Patients’ VO2Max and 1RM were measured on the first and last days of the intervention. As their protocols differed, some patients received treatment on days that fell between the pre- and post-tests. The planned tests were carried out on time to ensure similar conditions for the pre- and post-tests. In this study, we did not specifically carry out a cost–benefit analysis of adding the exercise intervention to the cancer patients’ treatment protocols. The staff charges were on a low level because, among other reasons, seven to nine patients participated in groups. The findings of previous exercise studies with cancer patients and survivors suggest that the cost/effectiveness ratio is likely to be very low, as argued in the study by Lucia et al. [36].

The patients’ substantial improvements in dynamic strength (1RM), physical functioning (SF36, EORTC QLQ-C30) and role functioning (SF36, EORTC QLQ-C30) identified in this study support the theory of resistance exercise as an additional beneficial intervention strategy to improve physical capacity, physical functioning and in the management of treatment-related symptoms. [5, 28].

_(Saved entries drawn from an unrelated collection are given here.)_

//! RFM69 register address map.
//!
//! Addresses follow the SX1231H datasheet. On the SPI bus a register is
//! addressed with a single byte: bit 7 selects write access, bits 6..0
//! carry the address.

const READ_MASK: u8 = 0x7F;
const WRITE_MASK: u8 = 0x80;

/// Register addresses of the RFM69 module.
#[derive(Debug, Clone, Copy, PartialEq, Eq)]
#[cfg_attr(feature = "defmt", derive(defmt::Format))]
#[repr(u8)]
pub enum Register {
    Fifo = 0x00,
    OpMode = 0x01,
    DataModul = 0x02,
    BitrateMsb = 0x03,
    BitrateLsb = 0x04,
    FdevMsb = 0x05,
    FdevLsb = 0x06,
    FrfMsb = 0x07,
    FrfMid = 0x08,
    FrfLsb = 0x09,
    Osc1 = 0x0A,
    AfcCtrl = 0x0B,
    LowBat = 0x0C,
    Listen1 = 0x0D,
    Listen2 = 0x0E,
    Listen3 = 0x0F,
    Version = 0x10,
    PaLevel = 0x11,
    PaRamp = 0x12,
    Ocp = 0x13,
    AgcRef = 0x14,
    AgcThresh1 = 0x15,
    AgcThresh2 = 0x16,
    AgcThresh3 = 0x17,
    Lna = 0x18,
    RxBw = 0x19,
    AfcBw = 0x1A,
    OokPeak = 0x1B,
    OokAvg = 0x1C,
    OokFix = 0x1D,
    AfcFei = 0x1E,
    AfcMsb = 0x1F,
    AfcLsb = 0x20,
    FeiMsb = 0x21,
    FeiLsb = 0x22,
    RssiConfig = 0x23,
    RssiValue = 0x24,
    DioMapping1 = 0x25,
    DioMapping2 = 0x26,
    IrqFlags1 = 0x27,
    IrqFlags2 = 0x28,
    RssiThresh = 0x29,
    RxTimeout1 = 0x2A,
    RxTimeout2 = 0x2B,
    PreambleMsb = 0x2C,
    PreambleLsb = 0x2D,
    SyncConfig = 0x2E,
    SyncValue1 = 0x2F,
    SyncValue2 = 0x30,
    SyncValue3 = 0x31,
    SyncValue4 = 0x32,
    SyncValue5 = 0x33,
    SyncValue6 = 0x34,
    SyncValue7 = 0x35,
    SyncValue8 = 0x36,
    PacketConfig1 = 0x37,
    PayloadLength = 0x38,
    NodeAddrs = 0x39,
    BroadcastAddrs = 0x3A,
    AutoModes = 0x3B,
    FifoThresh = 0x3C,
    PacketConfig2 = 0x3D,
    AesKey1 = 0x3E,
    AesKey2 = 0x3F,
    AesKey3 = 0x40,
    AesKey4 = 0x41,
    AesKey5 = 0x42,
    AesKey6 = 0x43,
    AesKey7 = 0x44,
    AesKey8 = 0x45,
    AesKey9 = 0x46,
    AesKey10 = 0x47,
    AesKey11 = 0x48,
    AesKey12 = 0x49,
    AesKey13 = 0x4A,
    AesKey14 = 0x4B,
    AesKey15 = 0x4C,
    AesKey16 = 0x4D,
    Temp1 = 0x4E,
    Temp2 = 0x4F,
    TestLna = 0x58,
    TestPa1 = 0x5A,
    TestPa2 = 0x5C,
    TestDagc = 0x6F,
    TestAfc = 0x71,
}

impl Register {
    /// The raw 7-bit register address.
    pub fn addr(self) -> u8 {
        self as u8
    }

    /// The address byte for a read access (bit 7 cleared).
    pub fn read(self) -> u8 {
        self as u8 & READ_MASK
    }

    /// The address byte for a write access (bit 7 set).
    pub fn write(self) -> u8 {
        self as u8 | WRITE_MASK
    }
}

Our first study [5] showed that the described intervention is feasible—this study indicates significant, clinical meaningful improvements after the intervention. Despite the demanding nature of the intervention, it was feasible even for those patients with advanced disease and reduced vitality. The exact role of the interventions in these patients, who are being treated with chemotherapy and, to some extent, change their disease status, has to be defined in a randomised controlled design. A clinically controlled trial including 250 patients with mixed diagnoses and who are undergoing chemotherapy is concurrently being carried out.

Conclusions

Over the course of a multidimensional intervention, including resistance training, cancer patients undergoing chemotherapy could significantly increase muscular strength, physical fitness and physical activity levels. The patients experienced a significant reduction in essential, treatment-related symptoms and significantly improved their general well-being and quality of life in numerous aspects. The observed changes in questionnaire scores from pre- to post-testing were substantial and reached clinical significance in several dimension scores. The results of the study indicate that oncological and haematological cancer patients with and without residual disease undergoing chemotherapy may benefit from multidimensional exercise interventions.